> Problem to solve: Copy every line from the records below that holds the word "contains".

++++++++++++++++++++

use super::{json_pretty, EXIT_SUCCESS};
use console::Style;
use lockstep_core::{Engine, LockKind};
use std::path::Path;

pub fn colorize_kind(kind: LockKind) -> String {
    match kind {
        LockKind::Combined => Style::new().green().apply_to("combined").to_string(),
        LockKind::Rich => Style::new().cyan().apply_to("rich").to_string(),
        LockKind::Plain => Style::new().yellow().apply_to("plain").to_string(),
    }
}

pub fn run(file: &Path, package_name: Option<&str>, json: bool) -> Result<u8, String> {
    let info = Engine::lock_info(file, package_name).map_err(|e| e.to_string())?;
    if json {
        println!("{}", json_pretty(&info)?);
        return Ok(EXIT_SUCCESS);
    }

    println!("file:         {}", info.path.display());
    println!("kind:         {}", colorize_kind(info.kind));
    println!("package:      {}", info.package_name);
    println!("version:      {}", info.version.as_deref().unwrap_or("(none)"));
    if info.entry_points.is_empty() {
        println!("entry points: (none)");
    } else {
        println!("entry points: {}", info.entry_points.join(", "));
    }
    if let Some(created) = info.created_at {
        println!("created_at:   {}", created.to_rfc3339());
    }
    for (platform, count) in &info.artifacts {
        println!("{:<14}{count} artifacts", format!("{platform}:"));
    }
    if let Some(digest) = &info.digest {
        println!("digest:       {digest}");
    }
    Ok(EXIT_SUCCESS)
}
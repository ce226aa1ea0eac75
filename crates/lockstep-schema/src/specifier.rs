//! Translation of manifest dependency declarations into solver requirement specifiers.
//!
//! Manifest constraints use caret/tilde ranges; the solver expects explicit
//! comparison operators. Names are normalized to the solver's canonical form and
//! `python` is always placed first in any translated list.

use crate::project::DependencyMap;
use serde::{Deserialize, Serialize};
use std::fmt;
use thiserror::Error;
use tracing::{debug, warn};

pub const PYTHON: &str = "python";

#[derive(Debug, Error)]
pub enum SpecError {
    #[error("dependency '{name}' must be a version string or a table with a 'version' key")]
    UnsupportedDependencyShape { name: String },
    #[error("no python version could be determined: {0}")]
    InvalidPythonVersion(String),
    #[error("dependency '{name}' has an invalid version constraint '{constraint}'")]
    InvalidConstraint { name: String, constraint: String },
}

/// A normalized `{name, version_constraint}` pair ready for the solver.
///
/// An empty constraint means "any version".
#[derive(Debug, Clone, PartialEq, Eq, Serialize, Deserialize)]
pub struct RequirementSpecifier {
    pub name: String,
    pub version_constraint: String,
}

impl RequirementSpecifier {
    pub fn new(name: &str, version_constraint: impl Into<String>) -> Self {
        Self {
            name: normalize_name(name),
            version_constraint: version_constraint.into(),
        }
    }

    /// An exact `name==version` pin.
    pub fn pinned(name: &str, version: &str) -> Self {
        Self::new(name, format!("=={version}"))
    }

    pub fn is_python(&self) -> bool {
        self.name == PYTHON
    }
}

impl fmt::Display for RequirementSpecifier {
    fn fmt(&self, f: &mut fmt::Formatter<'_>) -> fmt::Result {
        if self.version_constraint.is_empty() {
            f.write_str(&self.name)
        } else if self.version_constraint.starts_with("==") {
            write!(f, "{}{}", self.name, self.version_constraint)
        } else {
            write!(f, "{} {}", self.name, self.version_constraint)
        }
    }
}

/// Canonical solver name: lowercase, with `_` and `.` folded to `-`.
pub fn normalize_name(name: &str) -> String {
    name.trim()
        .chars()
        .map(|c| match c {
            '_' | '.' => '-',
            other => other.to_ascii_lowercase(),
        })
        .collect()
}

/// Stable reorder so `python` comes first and everything else keeps its position.
pub fn python_first(specs: &mut [RequirementSpecifier]) {
    specs.sort_by_key(|s| !s.is_python());
}

/// Translate the dependency map (and optionally the dev map) into specifiers.
///
/// A name declared in both maps is taken from the main map.
pub fn translate(
    dependencies: &DependencyMap,
    dev_dependencies: &DependencyMap,
    include_dev: bool,
) -> Result<Vec<RequirementSpecifier>, SpecError> {
    let mut specs = Vec::with_capacity(dependencies.len() + dev_dependencies.len());
    for (name, value) in dependencies {
        specs.push(translate_one(name, value)?);
    }
    if include_dev {
        for (name, value) in dev_dependencies {
            let normalized = normalize_name(name);
            if specs.iter().any(|s| s.name == normalized) {
                debug!("dev dependency '{name}' already declared as a main dependency");
                continue;
            }
            specs.push(translate_one(name, value)?);
        }
    }
    python_first(&mut specs);
    Ok(specs)
}

fn translate_one(name: &str, value: &toml::Value) -> Result<RequirementSpecifier, SpecError> {
    let raw = declared_constraint(name, value)?;
    Ok(RequirementSpecifier::new(name, to_conda_constraint(name, raw)?))
}

/// The raw constraint string of one declaration: a bare string or a table's `version`.
pub fn declared_constraint<'a>(name: &str, value: &'a toml::Value) -> Result<&'a str, SpecError> {
    match value {
        toml::Value::String(s) => Ok(s),
        toml::Value::Table(table) => {
            let version = table.get("version").and_then(toml::Value::as_str).ok_or_else(|| {
                SpecError::UnsupportedDependencyShape {
                    name: name.to_owned(),
                }
            })?;
            let ignored: Vec<&str> = table
                .keys()
                .map(String::as_str)
                .filter(|k| *k != "version")
                .collect();
            if !ignored.is_empty() {
                debug!("dependency '{name}': ignoring unsupported keys {ignored:?}");
            }
            Ok(version)
        }
        _ => Err(SpecError::UnsupportedDependencyShape {
            name: name.to_owned(),
        }),
    }
}

/// Convert a manifest constraint into solver syntax.
///
/// `*` and the empty string mean "no constraint". Caret and tilde ranges are
/// expanded, a bare version becomes `==`, and anything else passes through with
/// whitespace removed. `||` alternatives and `,` conjunctions are handled per part.
pub fn to_conda_constraint(name: &str, raw: &str) -> Result<String, SpecError> {
    let compact: String = raw.chars().filter(|c| !c.is_whitespace()).collect();
    if compact.is_empty() || compact == "*" {
        return Ok(String::new());
    }

    let invalid = || SpecError::InvalidConstraint {
        name: name.to_owned(),
        constraint: raw.to_owned(),
    };

    let mut alternatives = Vec::new();
    for alternative in compact.split("||") {
        let mut parts = Vec::new();
        for part in alternative.split(',') {
            if part.is_empty() {
                return Err(invalid());
            }
            parts.push(translate_part(part).ok_or_else(invalid)?);
        }
        alternatives.push(parts.join(","));
    }
    Ok(alternatives.join("|"))
}

fn translate_part(part: &str) -> Option<String> {
    if let Some(rest) = part.strip_prefix('^') {
        let parts = numeric_components(rest)?;
        let bump = parts.iter().position(|&c| c != 0).unwrap_or(parts.len() - 1);
        return Some(format!(">={rest},<{}", upper_bound(&parts, bump)?));
    }
    if part.starts_with("~=") {
        return Some(part.to_owned());
    }
    if let Some(rest) = part.strip_prefix('~') {
        let parts = numeric_components(rest)?;
        let bump = if parts.len() == 1 { 0 } else { 1 };
        return Some(format!(">={rest},<{}", upper_bound(&parts, bump)?));
    }
    if part.starts_with(|c: char| c.is_ascii_digit()) {
        if part.contains('*') {
            return Some(part.to_owned());
        }
        return Some(format!("=={part}"));
    }
    Some(part.to_owned())
}

fn numeric_components(version: &str) -> Option<Vec<u64>> {
    if version.is_empty() {
        return None;
    }
    version.split('.').map(|c| c.parse().ok()).collect()
}

/// `None` when the bumped component does not fit in a `u64`.
fn upper_bound(parts: &[u64], bump: usize) -> Option<String> {
    let bound = parts
        .iter()
        .enumerate()
        .map(|(i, &c)| match i.cmp(&bump) {
            std::cmp::Ordering::Less => Some(c.to_string()),
            std::cmp::Ordering::Equal => c.checked_add(1).map(|c| c.to_string()),
            std::cmp::Ordering::Greater => Some("0".to_owned()),
        })
        .collect::<Option<Vec<_>>>()?;
    Some(bound.join("."))
}

/// Determine the python constraint for operations that need one.
///
/// The manifest's declaration wins; an explicit value that disagrees with it
/// is reported and ignored. Without either, `InvalidPythonVersion` is returned.
pub fn resolve_python_version(
    dependencies: &DependencyMap,
    explicit: Option<&str>,
) -> Result<String, SpecError> {
    let declared = match dependencies.get(PYTHON) {
        Some(value) => {
            let raw = declared_constraint(PYTHON, value)?;
            Some(to_conda_constraint(PYTHON, raw)?)
        }
        None => None,
    };
    let explicit = explicit.map(str::trim).filter(|v| !v.is_empty());

    match (declared, explicit) {
        (Some(declared), Some(explicit)) => {
            let explicit_translated = to_conda_constraint(PYTHON, explicit)?;
            if explicit_translated != declared {
                warn!(
                    "python version '{explicit}' differs from the manifest's '{declared}'; using the manifest"
                );
            }
            if declared.is_empty() {
                return Err(SpecError::InvalidPythonVersion(
                    "the manifest declares python without a version".to_owned(),
                ));
            }
            Ok(declared)
        }
        (Some(declared), None) if !declared.is_empty() => Ok(declared),
        (Some(_), None) => Err(SpecError::InvalidPythonVersion(
            "the manifest declares python without a version".to_owned(),
        )),
        (None, Some(explicit)) => to_conda_constraint(PYTHON, explicit),
        (None, None) => Err(SpecError::InvalidPythonVersion(
            "declare python in the manifest dependencies or pass one explicitly".to_owned(),
        )),
    }
}

#[cfg(test)]
mod tests {
    use super::*;

    fn deps(entries: &[(&str, &str)]) -> DependencyMap {
        entries
            .iter()
            .map(|(k, v)| ((*k).to_owned(), toml::Value::String((*v).to_owned())))
            .collect()
    }

    fn names(specs: &[RequirementSpecifier]) -> Vec<&str> {
        specs.iter().map(|s| s.name.as_str()).collect()
    }

    #[test]
    fn python_is_first_regardless_of_input_order() {
        // BTreeMap iterates alphabetically, so python starts in the middle
        let map = deps(&[
            ("aiohttp", "*"),
            ("click", "*"),
            ("numpy", "*"),
            ("python", ">=3.7"),
            ("zlib", "*"),
        ]);
        let specs = translate(&map, &DependencyMap::new(), false).unwrap();
        assert_eq!(specs[0].name, "python");
        assert_eq!(names(&specs), ["python", "aiohttp", "click", "numpy", "zlib"]);
    }

    #[test]
    fn python_first_when_only_in_dev_map() {
        let main = deps(&[("click", "*")]);
        let dev = deps(&[("python", "^3.9"), ("black", "*")]);
        let specs = translate(&main, &dev, true).unwrap();
        assert_eq!(specs[0].name, "python");
    }

    #[test]
    fn dev_dependencies_are_optional() {
        let main = deps(&[("python", ">=3.7,<3.10"), ("click", "*")]);
        let dev = deps(&[("pytest", "*")]);
        assert_eq!(names(&translate(&main, &dev, false).unwrap()), ["python", "click"]);
        assert_eq!(
            names(&translate(&main, &dev, true).unwrap()),
            ["python", "click", "pytest"]
        );
    }

    #[test]
    fn names_are_normalized() {
        assert_eq!(normalize_name("Ruamel.Yaml"), "ruamel-yaml");
        assert_eq!(normalize_name("typing_extensions"), "typing-extensions");
    }

    #[test]
    fn caret_ranges() {
        let t = |c: &str| to_conda_constraint("x", c).unwrap();
        assert_eq!(t("^1.2.3"), ">=1.2.3,<2.0.0");
        assert_eq!(t("^0.2.3"), ">=0.2.3,<0.3.0");
        assert_eq!(t("^0.0.3"), ">=0.0.3,<0.0.4");
        assert_eq!(t("^0.0"), ">=0.0,<0.1");
        assert_eq!(t("^3.9"), ">=3.9,<4.0");
    }

    #[test]
    fn tilde_ranges() {
        let t = |c: &str| to_conda_constraint("x", c).unwrap();
        assert_eq!(t("~1.2.3"), ">=1.2.3,<1.3.0");
        assert_eq!(t("~1.2"), ">=1.2,<1.3");
        assert_eq!(t("~1"), ">=1,<2");
        assert_eq!(t("~=1.4"), "~=1.4");
    }

    #[test]
    fn passthrough_and_bare_versions() {
        let t = |c: &str| to_conda_constraint("x", c).unwrap();
        assert_eq!(t("*"), "");
        assert_eq!(t(""), "");
        assert_eq!(t(">= 3.7, < 3.10"), ">=3.7,<3.10");
        assert_eq!(t("1.4.2"), "==1.4.2");
        assert_eq!(t("1.4.*"), "1.4.*");
        assert_eq!(t("^1.0 || ^2.0"), ">=1.0,<2.0|>=2.0,<3.0");
    }

    #[test]
    fn non_numeric_caret_is_invalid() {
        let err = to_conda_constraint("x", "^1.x").unwrap_err();
        assert!(matches!(err, SpecError::InvalidConstraint { .. }));
    }

    #[test]
    fn bumping_past_u64_is_invalid() {
        for raw in ["^18446744073709551615", "~1.18446744073709551615", "~18446744073709551615"] {
            let err = to_conda_constraint("x", raw).unwrap_err();
            assert!(
                matches!(err, SpecError::InvalidConstraint { ref constraint, .. } if constraint == raw),
                "{raw}: {err}"
            );
        }
        assert_eq!(
            to_conda_constraint("x", "^0.18446744073709551614").unwrap(),
            ">=0.18446744073709551614,<0.18446744073709551615"
        );
    }

    #[test]
    fn table_dependency_uses_version_key() {
        let value: toml::Value =
            toml::from_str::<toml::Table>("v = { version = \"^1.0\", markers = \"sys_platform == 'linux'\" }")
                .unwrap()["v"]
                .clone();
        let mut map = DependencyMap::new();
        map.insert("requests".to_owned(), value);
        let specs = translate(&map, &DependencyMap::new(), false).unwrap();
        assert_eq!(specs[0].to_string(), "requests >=1.0,<2.0");
    }

    #[test]
    fn unsupported_shapes_name_the_dependency() {
        let mut map = DependencyMap::new();
        map.insert("weird".to_owned(), toml::Value::Integer(3));
        let err = translate(&map, &DependencyMap::new(), false).unwrap_err();
        assert!(err.to_string().contains("weird"));

        let path_dep: toml::Table = toml::from_str("local = { path = \"../local\" }").unwrap();
        let map: DependencyMap = path_dep.into_iter().collect();
        let err = translate(&map, &DependencyMap::new(), false).unwrap_err();
        assert!(matches!(err, SpecError::UnsupportedDependencyShape { .. }));
    }

    #[test]
    fn rendering() {
        assert_eq!(RequirementSpecifier::new("Click", "").to_string(), "click");
        assert_eq!(RequirementSpecifier::pinned("numpy", "1.2.3").to_string(), "numpy==1.2.3");
        assert_eq!(
            RequirementSpecifier::new("python", ">=3.7,<3.10").to_string(),
            "python >=3.7,<3.10"
        );
    }

    #[test]
    fn python_version_manifest_wins() {
        let map = deps(&[("python", "^3.8")]);
        assert_eq!(
            resolve_python_version(&map, Some("3.11")).unwrap(),
            ">=3.8,<4.0"
        );
        assert_eq!(resolve_python_version(&map, None).unwrap(), ">=3.8,<4.0");
    }

    #[test]
    fn python_version_from_explicit_or_error() {
        let empty = DependencyMap::new();
        assert_eq!(resolve_python_version(&empty, Some("3.10")).unwrap(), "==3.10");
        assert!(matches!(
            resolve_python_version(&empty, None).unwrap_err(),
            SpecError::InvalidPythonVersion(_)
        ));
        let unconstrained = deps(&[("python", "*")]);
        assert!(resolve_python_version(&unconstrained, None).is_err());
    }
}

++++++++++++++++++++

> Answer:
        if part.contains('*') {
        assert!(err.to_string().contains("weird"));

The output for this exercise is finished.